■ **Task goal**:
Output every line of the material exactly.
Start of Working data
//! Directive parser.
//!
//! Grammar, with flags accepted only in this order:
//!
//! ```text
//! %[-][0][width|*][.precision|*][l|L]conv
//! ```
//!
//! `*` reads an `int` from the argument list at the point it is parsed, so
//! width and precision arguments precede the value argument. Digits and
//! `*` may be mixed; each step computes `acc * 10 + value`.
//!
//! The operand is "long" either through an explicit `l`/`L` (the conversion
//! is then the following character) or, when that path is not taken,
//! through an upper-case conversion letter such as `D` or `X`.

use super::args::Args;
use crate::stdlib::Radix;

// ---------------------------------------------------------------------------
// Directive types
// ---------------------------------------------------------------------------

/// What a directive renders.
#[derive(Debug, Clone, Copy, PartialEq, Eq)]
pub enum Conversion {
    /// `c`
    Char,
    /// `s`
    Str,
    /// `d` `D` `i` `I`
    Signed,
    /// `f`
    #[cfg(feature = "float")]
    Float,
    /// `x` `X`
    Hex,
    /// `u` `U`
    Unsigned,
    /// `o` `O`
    Octal,
    /// Anything else, emitted as-is. Covers `%%`.
    Literal(u8),
}

impl Conversion {
    #[must_use]
    pub fn from_byte(c: u8) -> Self {
        match c {
            b'c' => Self::Char,
            b's' => Self::Str,
            b'd' | b'D' | b'i' | b'I' => Self::Signed,
            #[cfg(feature = "float")]
            b'f' => Self::Float,
            b'x' | b'X' => Self::Hex,
            b'u' | b'U' => Self::Unsigned,
            b'o' | b'O' => Self::Octal,
            other => Self::Literal(other),
        }
    }

    /// Radix of the unsigned conversions.
    #[must_use]
    pub fn radix(self) -> Option<Radix> {
        match self {
            Self::Hex => Some(Radix::HEX),
            Self::Unsigned => Some(Radix::DECIMAL),
            Self::Octal => Some(Radix::OCTAL),
            _ => None,
        }
    }
}

/// One parsed `%` directive.
///
/// `width` and `precision` are signed: a negative `*` argument is kept as
/// given (see the engine for how each conversion treats it).
#[derive(Debug, Clone, Copy, PartialEq, Eq)]
pub struct Directive {
    pub left_align: bool,
    pub zero_pad: bool,
    pub width: i32,
    pub precision: i32,
    pub is_long: bool,
    pub kind: Conversion,
}

impl Default for Directive {
    fn default() -> Self {
        Self {
            left_align: false,
            zero_pad: false,
            width: 0,
            precision: 0,
            is_long: false,
            kind: Conversion::Literal(b'%'),
        }
    }
}

// ---------------------------------------------------------------------------
// Parser
// ---------------------------------------------------------------------------

/// Parse one directive; `fmt` starts at the byte after `%`.
///
/// Returns the directive and the number of bytes consumed from `fmt`, or
/// `None` when the format ends (end of slice or NUL) before a conversion
/// character is reached. Any `*` arguments are pulled from `args` even when
/// `None` is returned.
pub fn parse_directive(fmt: &[u8], args: &mut Args<'_, '_>) -> Option<(Directive, usize)> {
    let mut pos = 0;
    let mut d = Directive::default();

    if fmt.get(pos) == Some(&b'-') {
        pos += 1;
        d.left_align = true;
    }
    if fmt.get(pos) == Some(&b'0') {
        pos += 1;
        d.zero_pad = true;
    }

    // --- width ---
    let mut c;
    loop {
        c = take(fmt, &mut pos)?;
        match field_step(c, args) {
            Some(v) => d.width = accumulate(d.width, v),
            None => break,
        }
    }

    // --- precision ---
    if c == b'.' {
        loop {
            c = take(fmt, &mut pos)?;
            match field_step(c, args) {
                Some(v) => d.precision = accumulate(d.precision, v),
                None => break,
            }
        }
    }

    // --- length modifier ---
    if c == b'l' || c == b'L' {
        d.is_long = true;
        if let Some(next) = take(fmt, &mut pos) {
            c = next;
        }
    } else {
        d.is_long = c.is_ascii_uppercase();
    }

    d.kind = Conversion::from_byte(c);
    Some((d, pos))
}

/// Next format byte, treating NUL as the end of the format.
fn take(fmt: &[u8], pos: &mut usize) -> Option<u8> {
    let c = *fmt.get(*pos)?;
    if c == 0 {
        return None;
    }
    *pos += 1;
    Some(c)
}

fn field_step(c: u8, args: &mut Args<'_, '_>) -> Option<i32> {
    match c {
        b'0'..=b'9' => Some(i32::from(c - b'0')),
        b'*' => Some(args.next_int()),
        _ => None,
    }
}

fn accumulate(acc: i32, value: i32) -> i32 {
    acc.wrapping_mul(10).wrapping_add(value)
}

// ---------------------------------------------------------------------------
// Tests
// ---------------------------------------------------------------------------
End of Working data
■ **Exercise output**:
//! Directive parser.
//!
//! Grammar, with flags accepted only in this order:
//!
//! ```text
//! %[-][0][width|*][.precision|*][l|L]conv
//! ```
//!
//! `*` reads an `int` from the argument list at the point it is parsed, so
//! width and precision arguments precede the value argument. Digits and
//! `*` may be mixed; each step computes `acc * 10 + value`.
//!
//! The operand is "long" either through an explicit `l`/`L` (the conversion
//! is then the following character) or, when that path is not taken,
//! through an upper-case conversion letter such as `D` or `X`.

use super::args::Args;
use crate::stdlib::Radix;

// ---------------------------------------------------------------------------
// Directive types
// ---------------------------------------------------------------------------

/// What a directive renders.
#[derive(Debug, Clone, Copy, PartialEq, Eq)]
pub enum Conversion {
    /// `c`
    Char,
    /// `s`
    Str,
    /// `d` `D` `i` `I`
    Signed,
    /// `f`
    #[cfg(feature = "float")]
    Float,
    /// `x` `X`
    Hex,
    /// `u` `U`
    Unsigned,
    /// `o` `O`
    Octal,
    /// Anything else, emitted as-is. Covers `%%`.
    Literal(u8),
}

impl Conversion {
    #[must_use]
    pub fn from_byte(c: u8) -> Self {
        match c {
            b'c' => Self::Char,
            b's' => Self::Str,
            b'd' | b'D' | b'i' | b'I' => Self::Signed,
            #[cfg(feature = "float")]
            b'f' => Self::Float,
            b'x' | b'X' => Self::Hex,
            b'u' | b'U' => Self::Unsigned,
            b'o' | b'O' => Self::Octal,
            other => Self::Literal(other),
        }
    }

    /// Radix of the unsigned conversions.
    #[must_use]
    pub fn radix(self) -> Option<Radix> {
        match self {
            Self::Hex => Some(Radix::HEX),
            Self::Unsigned => Some(Radix::DECIMAL),
            Self::Octal => Some(Radix::OCTAL),
            _ => None,
        }
    }
}

/// One parsed `%` directive.
///
/// `width` and `precision` are signed: a negative `*` argument is kept as
/// given (see the engine for how each conversion treats it).
#[derive(Debug, Clone, Copy, PartialEq, Eq)]
pub struct Directive {
    pub left_align: bool,
    pub zero_pad: bool,
    pub width: i32,
    pub precision: i32,
    pub is_long: bool,
    pub kind: Conversion,
}

impl Default for Directive {
    fn default() -> Self {
        Self {
            left_align: false,
            zero_pad: false,
            width: 0,
            precision: 0,
            is_long: false,
            kind: Conversion::Literal(b'%'),
        }
    }
}

// ---------------------------------------------------------------------------
// Parser
// ---------------------------------------------------------------------------

/// Parse one directive; `fmt` starts at the byte after `%`.
///
/// Returns the directive and the number of bytes consumed from `fmt`, or
/// `None` when the format ends (end of slice or NUL) before a conversion
/// character is reached. Any `*` arguments are pulled from `args` even when
/// `None` is returned.
pub fn parse_directive(fmt: &[u8], args: &mut Args<'_, '_>) -> Option<(Directive, usize)> {
    let mut pos = 0;
    let mut d = Directive::default();

    if fmt.get(pos) == Some(&b'-') {
        pos += 1;
        d.left_align = true;
    }
    if fmt.get(pos) == Some(&b'0') {
        pos += 1;
        d.zero_pad = true;
    }

    // --- width ---
    let mut c;
    loop {
        c = take(fmt, &mut pos)?;
        match field_step(c, args) {
            Some(v) => d.width = accumulate(d.width, v),
            None => break,
        }
    }

    // --- precision ---
    if c == b'.' {
        loop {
            c = take(fmt, &mut pos)?;
            match field_step(c, args) {
                Some(v) => d.precision = accumulate(d.precision, v),
                None => break,
            }
        }
    }

    // --- length modifier ---
    if c == b'l' || c == b'L' {
        d.is_long = true;
        if let Some(next) = take(fmt, &mut pos) {
            c = next;
        }
    } else {
        d.is_long = c.is_ascii_uppercase();
    }

    d.kind = Conversion::from_byte(c);
    Some((d, pos))
}

/// Next format byte, treating NUL as the end of the format.
fn take(fmt: &[u8], pos: &mut usize) -> Option<u8> {
    let c = *fmt.get(*pos)?;
    if c == 0 {
        return None;
    }
    *pos += 1;
    Some(c)
}

fn field_step(c: u8, args: &mut Args<'_, '_>) -> Option<i32> {
    match c {
        b'0'..=b'9' => Some(i32::from(c - b'0')),
        b'*' => Some(args.next_int()),
        _ => None,
    }
}

fn accumulate(acc: i32, value: i32) -> i32 {
    acc.wrapping_mul(10).wrapping_add(value)
}

// ---------------------------------------------------------------------------
// Tests
// ---------------------------------------------------------------------------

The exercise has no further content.